[Collected data]
===============
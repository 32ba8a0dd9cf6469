//! Rect: A rectangle primitive for layout calculations.

/// A rectangle defined by position and size.
#[derive(Clone, Copy, PartialEq, Eq, Hash, Default)]
pub struct Rect {
    /// X coordinate (column) of the top-left corner.
    pub x: u16,
    /// Y coordinate (row) of the top-left corner.
    pub y: u16,
    /// Width in columns.
    pub width: u16,
    /// Height in rows.
    pub height: u16,
}

impl Rect {
    /// Create a new rectangle.
    #[inline]
    pub const fn new(x: u16, y: u16, width: u16, height: u16) -> Self {
        Self { x, y, width, height }
    }

    /// Create a rectangle from a terminal size (full screen).
    #[inline]
    pub const fn from_size(width: u16, height: u16) -> Self {
        Self::new(0, 0, width, height)
    }

    /// Zero-sized rectangle.
    pub const ZERO: Self = Self::new(0, 0, 0, 0);

    /// Check if the rectangle is empty.
    #[inline]
    pub const fn is_empty(&self) -> bool {
        self.width == 0 || self.height == 0
    }

    /// Right edge (exclusive).
    #[inline]
    pub const fn right(&self) -> u16 {
        self.x.saturating_add(self.width)
    }

    /// Bottom edge (exclusive).
    #[inline]
    pub const fn bottom(&self) -> u16 {
        self.y.saturating_add(self.height)
    }

    /// Check if a point is inside the rectangle.
    #[inline]
    pub const fn contains(&self, x: u16, y: u16) -> bool {
        x >= self.x && x < self.right() && y >= self.y && y < self.bottom()
    }

    /// Overlapping area, or [`Rect::ZERO`] when disjoint.
    #[must_use]
    pub fn intersection(&self, other: &Self) -> Self {
        let x = self.x.max(other.x);
        let y = self.y.max(other.y);
        let right = self.right().min(other.right());
        let bottom = self.bottom().min(other.bottom());
        if right <= x || bottom <= y {
            return Self::ZERO;
        }
        Self::new(x, y, right - x, bottom - y)
    }

    /// Shrink by `dx` columns left and right and `dy` rows top and bottom.
    #[must_use]
    pub const fn inset(&self, dx: u16, dy: u16) -> Self {
        if self.width <= dx * 2 || self.height <= dy * 2 {
            return Self::ZERO;
        }
        Self::new(self.x + dx, self.y + dy, self.width - dx * 2, self.height - dy * 2)
    }

    /// A `width` x `height` rectangle centered inside this one, clamped to fit.
    #[must_use]
    pub fn centered(&self, width: u16, height: u16) -> Self {
        let width = width.min(self.width);
        let height = height.min(self.height);
        Self::new(
            self.x + (self.width - width) / 2,
            self.y + (self.height - height) / 2,
            width,
            height,
        )
    }

    /// Split vertically at a given row offset.
    pub fn split_vertical(&self, at: u16) -> (Self, Self) {
        let at = at.min(self.height);
        (
            Self::new(self.x, self.y, self.width, at),
            Self::new(self.x, self.y + at, self.width, self.height - at),
        )
    }

    /// The top `rows` rows.
    #[must_use]
    pub fn top(&self, rows: u16) -> Self {
        self.split_vertical(rows).0
    }

    /// The bottom `rows` rows.
    #[must_use]
    pub fn bottom_rows(&self, rows: u16) -> Self {
        self.split_vertical(self.height.saturating_sub(rows)).1
    }
}

impl std::fmt::Debug for Rect {
    fn fmt(&self, f: &mut std::fmt::Formatter<'_>) -> std::fmt::Result {
        write!(f, "Rect({}, {} {}x{})", self.x, self.y, self.width, self.height)
    }
}
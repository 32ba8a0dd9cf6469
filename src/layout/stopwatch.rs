//! Stopwatch screen layout.
//!
//! ```text
//! ┌──────────────────────── header (optional) ───────────────────────┐
//! │                                                                  │
//! │        ┌──────────────────── panel ────────────────────┐         │
//! │        │                  time display                 │         │
//! │        │                                               │         │
//! │        │ [ Start/Stop ]                     [ Reset ]  │         │
//! │        └───────────────────────────────────────────────┘         │
//! │                                                                  │
//! └──────────────────────── footer (optional) ───────────────────────┘
//! ```
//!
//! Computed once per resize or chrome toggle; rendering just reads rects.

use super::rect::Rect;

/// Preferred panel width.
pub const PANEL_WIDTH: u16 = 60;
/// Panel height with 3-row digits and 3-row buttons.
pub const PANEL_HEIGHT: u16 = 9;
/// Preferred button width.
pub const BUTTON_WIDTH: u16 = 16;

/// Pre-computed rectangles for one frame geometry.
#[derive(Debug, Clone, Copy, PartialEq, Eq)]
pub struct StopwatchLayout {
    /// Header row, when chrome is visible.
    pub header: Option<Rect>,
    /// Footer row, when chrome is visible.
    pub footer: Option<Rect>,
    /// Area between header and footer.
    pub body: Rect,
    /// The stopwatch panel, centered in the body.
    pub panel: Rect,
    /// Elapsed-time display.
    pub display: Rect,
    /// Start and Stop share this slot; only one is visible at a time.
    pub toggle_button: Rect,
    /// Reset button.
    pub reset_button: Rect,
    /// True when the terminal is too short for 3-row digits and buttons.
    pub compact: bool,
}

impl StopwatchLayout {
    /// Lay out a `width` x `height` screen.
    pub fn compute(width: u16, height: u16, chrome_visible: bool) -> Self {
        let screen = Rect::from_size(width, height);

        let (header, footer, body) = if chrome_visible && height >= 3 {
            let header = screen.top(1);
            let footer = screen.bottom_rows(1);
            let body = Rect::new(0, 1, width, height - 2);
            (Some(header), Some(footer), body)
        } else {
            (None, None, screen)
        };

        let compact = body.height < PANEL_HEIGHT;
        let panel_height = if compact { body.height.min(5) } else { PANEL_HEIGHT };
        let panel_width = PANEL_WIDTH.min(body.width.saturating_sub(2).max(body.width.min(20)));
        let panel = body.centered(panel_width, panel_height);

        let inner = if compact { panel.inset(1, u16::from(panel.height >= 5)) } else { panel.inset(2, 1) };
        let (digits_h, button_h) = if compact { (1, 1) } else { (3, 3) };

        let display = inner.top(digits_h);
        let buttons = inner.bottom_rows(button_h);
        let button_w = BUTTON_WIDTH.min(inner.width.saturating_sub(1) / 2);
        let toggle_button = Rect::new(buttons.x, buttons.y, button_w, buttons.height);
        let reset_button = Rect::new(buttons.right().saturating_sub(button_w), buttons.y, button_w, buttons.height);

        Self {
            header,
            footer,
            body,
            panel,
            display,
            toggle_button,
            reset_button,
            compact,
        }
    }
}

#[cfg(test)]
mod tests {
    use super::*;

    #[test]
    fn test_standard_terminal_without_chrome() {
        let layout = StopwatchLayout::compute(80, 24, false);

        assert!(layout.header.is_none());
        assert!(layout.footer.is_none());
        assert!(!layout.compact);
        assert_eq!(layout.panel, Rect::new(10, 7, 60, 9));
        assert_eq!(layout.display, Rect::new(12, 8, 56, 3));
        assert_eq!(layout.toggle_button, Rect::new(12, 12, 16, 3));
        assert_eq!(layout.reset_button, Rect::new(52, 12, 16, 3));
    }

    #[test]
    fn test_chrome_reserves_rows() {
        let layout = StopwatchLayout::compute(80, 24, true);

        assert_eq!(layout.header, Some(Rect::new(0, 0, 80, 1)));
        assert_eq!(layout.footer, Some(Rect::new(0, 23, 80, 1)));
        assert_eq!(layout.body, Rect::new(0, 1, 80, 22));
        assert!(layout.panel.y >= 1 && layout.panel.bottom() <= 23);
    }

    #[test]
    fn test_buttons_do_not_overlap_on_narrow_screens() {
        let layout = StopwatchLayout::compute(24, 24, false);
        assert!(layout.toggle_button.right() <= layout.reset_button.x);
        assert!(layout.panel.right() <= 24);
    }

    #[test]
    fn test_short_terminal_goes_compact() {
        let layout = StopwatchLayout::compute(80, 6, false);
        assert!(layout.compact);
        assert_eq!(layout.display.height, 1);
        assert_eq!(layout.toggle_button.height, 1);
        assert!(layout.display.y < layout.toggle_button.y);
    }
}
//! Layout module: Pre-computed static regions for efficient rendering.
//!
//! Layouts are computed at startup, on terminal resize and when the
//! header/footer are toggled. Rendering just reads the stored rectangles.

mod rect;
mod stopwatch;

pub use rect::Rect;
pub use stopwatch::{StopwatchLayout, BUTTON_WIDTH, PANEL_HEIGHT, PANEL_WIDTH};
===============
● DIRECTIONS FOR THIS TASK: In the entries above, find the line holding "for layout calculations." and the line holding "a new rectangle.", then retype exactly those two lines and every line between them, and nothing else.

● SOLVED EXERCISE:
//! Rect: A rectangle primitive for layout calculations.

/// A rectangle defined by position and size.
#[derive(Clone, Copy, PartialEq, Eq, Hash, Default)]
pub struct Rect {
    /// X coordinate (column) of the top-left corner.
    pub x: u16,
    /// Y coordinate (row) of the top-left corner.
    pub y: u16,
    /// Width in columns.
    pub width: u16,
    /// Height in rows.
    pub height: u16,
}

impl Rect {
    /// Create a new rectangle.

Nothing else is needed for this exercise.